▶ Dataset content:

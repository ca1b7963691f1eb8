use std::fmt;
use std::path::PathBuf;
use std::sync::atomic::{AtomicU64, Ordering};
use std::sync::{Arc, Weak};
use std::time::{Duration, Instant};

use parking_lot::{Condvar, Mutex, RwLock};
use serde_json::{Value, json};

use crate::bundle::archive::{BundleArchive, MemoryArchive};
use crate::bundle::thread::ThreadPool;
use crate::bundle::{Bundle, BundleContext, BundleError, BundleId, BundleManifest, BundleRegistry, ContextId, ModuleLoader};
use crate::event::{BundleEvent, BundleEventKind, FrameworkEvent, FrameworkEventKind, ListenerError, ListenerRegistry};
use crate::kernel::config::FrameworkConfig;
use crate::kernel::constants::{
    BUNDLE_DATA_DIR, BUNDLE_NAME, BUNDLE_SYMBOLIC_NAME, BUNDLE_VERSION, FRAMEWORK_NAME, FRAMEWORK_VERSION,
    SYSTEM_BUNDLE_ID, SYSTEM_BUNDLE_LOCATION, SYSTEM_BUNDLE_SYMBOLIC_NAME, THREAD_KEEP_ALIVE,
};
use crate::kernel::diagnostics::DiagnosticLog;
use crate::kernel::error::Result;
use crate::kernel::guard::{BoxError, SharedError};
use crate::properties::Properties;
use crate::service::{ServiceHooks, ServiceRegistry};

/// Decides whether a bundle may be started. Returning `Ok(false)` or an
/// error rejects the start with a security error.
pub type BundleValidator = Arc<dyn Fn(&Bundle) -> std::result::Result<bool, BoxError> + Send + Sync>;

/// Signal raised by framework stop for `wait_for_stop` callers.
#[derive(Default)]
struct StopSignal {
    event: Option<FrameworkEvent>,
}

/// Shared state of one framework instance.
///
/// Owns the framework properties, the bundle table, the service and
/// listener registries and the gate that keeps bundles from starting while
/// the framework is stopping.
pub struct CoreContext {
    self_ref: Weak<CoreContext>,
    config: FrameworkConfig,
    properties: Properties,
    bundles: BundleRegistry,
    services: ServiceRegistry,
    listeners: ListenerRegistry,
    hooks: ServiceHooks,
    diagnostics: DiagnosticLog,
    system_bundle: Bundle,
    loader: Arc<dyn ModuleLoader>,
    validator: Option<BundleValidator>,
    thread_pool: ThreadPool,
    /// `true` while bundles may be started.
    gate: RwLock<bool>,
    /// Serializes framework init, start and stop.
    framework_lock: Mutex<()>,
    next_context_id: AtomicU64,
    stop_signal: Mutex<StopSignal>,
    stop_cond: Condvar,
}

impl CoreContext {
    pub(crate) fn new(
        config: FrameworkConfig,
        loader: Arc<dyn ModuleLoader>,
        validator: Option<BundleValidator>,
    ) -> Result<Arc<Self>> {
        let properties = config.framework_properties()?;
        let headers = Properties::from_pairs([
            (BUNDLE_SYMBOLIC_NAME, json!(SYSTEM_BUNDLE_SYMBOLIC_NAME)),
            (BUNDLE_VERSION, json!(FRAMEWORK_VERSION)),
            (BUNDLE_NAME, json!(FRAMEWORK_NAME)),
        ])?;
        let manifest = BundleManifest::parse(SYSTEM_BUNDLE_LOCATION, headers.clone())?;
        let archive: Arc<dyn BundleArchive> = Arc::new(MemoryArchive::new(headers));
        let diagnostics = DiagnosticLog::new(config.diagnostics_capacity);

        let core = Arc::new_cyclic(|weak: &Weak<CoreContext>| {
            let system_bundle = Bundle::new(
                SYSTEM_BUNDLE_ID,
                SYSTEM_BUNDLE_LOCATION.to_string(),
                manifest,
                archive,
                weak.clone(),
            );
            CoreContext {
                self_ref: weak.clone(),
                config,
                properties,
                bundles: BundleRegistry::new(),
                services: ServiceRegistry::new(),
                listeners: ListenerRegistry::new(),
                hooks: ServiceHooks::new(),
                diagnostics,
                system_bundle,
                loader,
                validator,
                thread_pool: ThreadPool::new(THREAD_KEEP_ALIVE),
                gate: RwLock::new(false),
                framework_lock: Mutex::new(()),
                next_context_id: AtomicU64::new(1),
                stop_signal: Mutex::new(StopSignal::default()),
                stop_cond: Condvar::new(),
            }
        });
        core.bundles.insert_system(core.system_bundle.clone());
        log::debug!(target: "lattice::framework", "Created framework context {:#x}", core.key());
        Ok(core)
    }

    /// Weak self-reference, for handles that must not keep the framework alive.
    pub fn weak(&self) -> Weak<CoreContext> {
        self.self_ref.clone()
    }

    /// Identifies this framework instance within the process.
    pub(crate) fn key(&self) -> usize {
        self as *const Self as usize
    }

    pub fn config(&self) -> &FrameworkConfig {
        &self.config
    }

    pub fn bundles(&self) -> &BundleRegistry {
        &self.bundles
    }

    pub fn services(&self) -> &ServiceRegistry {
        &self.services
    }

    pub fn listeners(&self) -> &ListenerRegistry {
        &self.listeners
    }

    pub fn hooks(&self) -> &ServiceHooks {
        &self.hooks
    }

    pub fn diagnostics(&self) -> &DiagnosticLog {
        &self.diagnostics
    }

    pub fn system_bundle(&self) -> &Bundle {
        &self.system_bundle
    }

    pub(crate) fn loader(&self) -> &Arc<dyn ModuleLoader> {
        &self.loader
    }

    pub(crate) fn validator(&self) -> Option<&BundleValidator> {
        self.validator.as_ref()
    }

    pub(crate) fn thread_pool(&self) -> &ThreadPool {
        &self.thread_pool
    }

    pub(crate) fn gate(&self) -> &RwLock<bool> {
        &self.gate
    }

    pub(crate) fn framework_lock(&self) -> &Mutex<()> {
        &self.framework_lock
    }

    pub(crate) fn next_context_id(&self) -> ContextId {
        ContextId(self.next_context_id.fetch_add(1, Ordering::Relaxed))
    }

    /// Bundle worker threads still running, abandoned ones included.
    pub fn live_worker_threads(&self) -> usize {
        self.thread_pool.live_threads()
    }

    pub fn idle_worker_threads(&self) -> usize {
        self.thread_pool.idle_threads()
    }

    // --- Properties ---

    pub fn framework_property(&self, key: &str) -> Option<Value> {
        self.properties.get(key).cloned()
    }

    pub fn framework_properties(&self) -> Properties {
        self.properties.clone()
    }

    /// `<storage>/<id>/data`, when a storage location is configured.
    pub fn bundle_data_dir(&self, id: BundleId) -> Option<PathBuf> {
        self.config.storage_location.as_ref().map(|root| root.join(id.to_string()).join(BUNDLE_DATA_DIR))
    }

    // --- Bundles ---

    /// Installs a bundle on behalf of `origin` and announces it with an
    /// INSTALLED event the first time `location` is seen.
    pub(crate) fn install_bundle(
        self: &Arc<Self>,
        location: &str,
        archive: Arc<dyn BundleArchive>,
        origin: &Bundle,
    ) -> std::result::Result<Bundle, BundleError> {
        let (bundle, newly_installed) = self.bundles.install(self, location, archive)?;
        if newly_installed {
            self.bundle_event_from(BundleEventKind::Installed, &bundle, origin);
        }
        Ok(bundle)
    }

    // --- Events ---

    pub(crate) fn bundle_event(&self, kind: BundleEventKind, bundle: &Bundle) {
        self.listeners.bundle_changed(self, &BundleEvent::new(kind, bundle.clone()));
    }

    pub(crate) fn bundle_event_from(&self, kind: BundleEventKind, bundle: &Bundle, origin: &Bundle) {
        self.listeners.bundle_changed(self, &BundleEvent::with_origin(kind, bundle.clone(), origin.clone()));
    }

    /// Logs and delivers a framework event.
    pub(crate) fn report(
        &self,
        kind: FrameworkEventKind,
        bundle: Option<Bundle>,
        message: String,
        error: Option<SharedError>,
    ) {
        let event = FrameworkEvent::new(kind, bundle, message, error);
        self.emit_framework_event(&event);
    }

    pub(crate) fn emit_framework_event(&self, event: &FrameworkEvent) {
        let detail = event.error().map(|e| format!(": {e}")).unwrap_or_default();
        match event.kind() {
            FrameworkEventKind::Error => {
                log::error!(target: "lattice::framework", "{}{}", event.message(), detail)
            }
            FrameworkEventKind::Warning => {
                log::warn!(target: "lattice::framework", "{}{}", event.message(), detail)
            }
            _ => log::info!(target: "lattice::framework", "{}{}", event.message(), detail),
        }
        self.listeners.framework_event(&self.diagnostics, event);
    }

    /// A bundle or service listener failed; turns it into an ERROR event
    /// naming the listener's bundle.
    pub(crate) fn listener_failed(&self, context: &BundleContext, error: ListenerError) {
        self.report(
            FrameworkEventKind::Error,
            context.weak_bundle().upgrade(),
            format!("Listener of bundle #{} failed", context.bundle_id()),
            Some(Arc::new(error)),
        );
    }

    // --- Stop signal ---

    pub(crate) fn reset_stop_signal(&self) {
        self.stop_signal.lock().event = None;
    }

    pub(crate) fn signal_stopped(&self, event: FrameworkEvent) {
        self.stop_signal.lock().event = Some(event);
        self.stop_cond.notify_all();
    }

    /// Blocks until the framework has stopped, or the timeout elapses.
    pub(crate) fn wait_for_stop(&self, timeout: Option<Duration>) -> FrameworkEvent {
        let deadline = timeout.map(|t| Instant::now() + t);
        let mut signal = self.stop_signal.lock();
        loop {
            if let Some(event) = &signal.event {
                return event.clone();
            }
            if !self.system_bundle.state().is_activated() {
                return FrameworkEvent::new(
                    FrameworkEventKind::Stopped,
                    Some(self.system_bundle.clone()),
                    "Framework is not running",
                    None,
                );
            }
            match deadline {
                Some(deadline) => {
                    if self.stop_cond.wait_until(&mut signal, deadline).timed_out() && signal.event.is_none() {
                        return FrameworkEvent::new(
                            FrameworkEventKind::WaitTimedOut,
                            Some(self.system_bundle.clone()),
                            "Timed out waiting for the framework to stop",
                            None,
                        );
                    }
                }
                None => self.stop_cond.wait(&mut signal),
            }
        }
    }
}

impl Drop for CoreContext {
    fn drop(&mut self) {
        self.listeners.clear();
        self.services.clear();
        self.thread_pool.shutdown();
    }
}

impl fmt::Debug for CoreContext {
    fn fmt(&self, f: &mut fmt::Formatter<'_>) -> fmt::Result {
        f.debug_struct("CoreContext")
            .field("key", &format_args!("{:#x}", self.key()))
            .field("bundles", &self.bundles)
            .field("services", &self.services)
            .field("listeners", &self.listeners)
            .finish_non_exhaustive()
    }
}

▶ Exercise description: Across the material, how many lines contain "FrameworkEventKind"? The reply must be that number and nothing else.

▶ Completed task: 7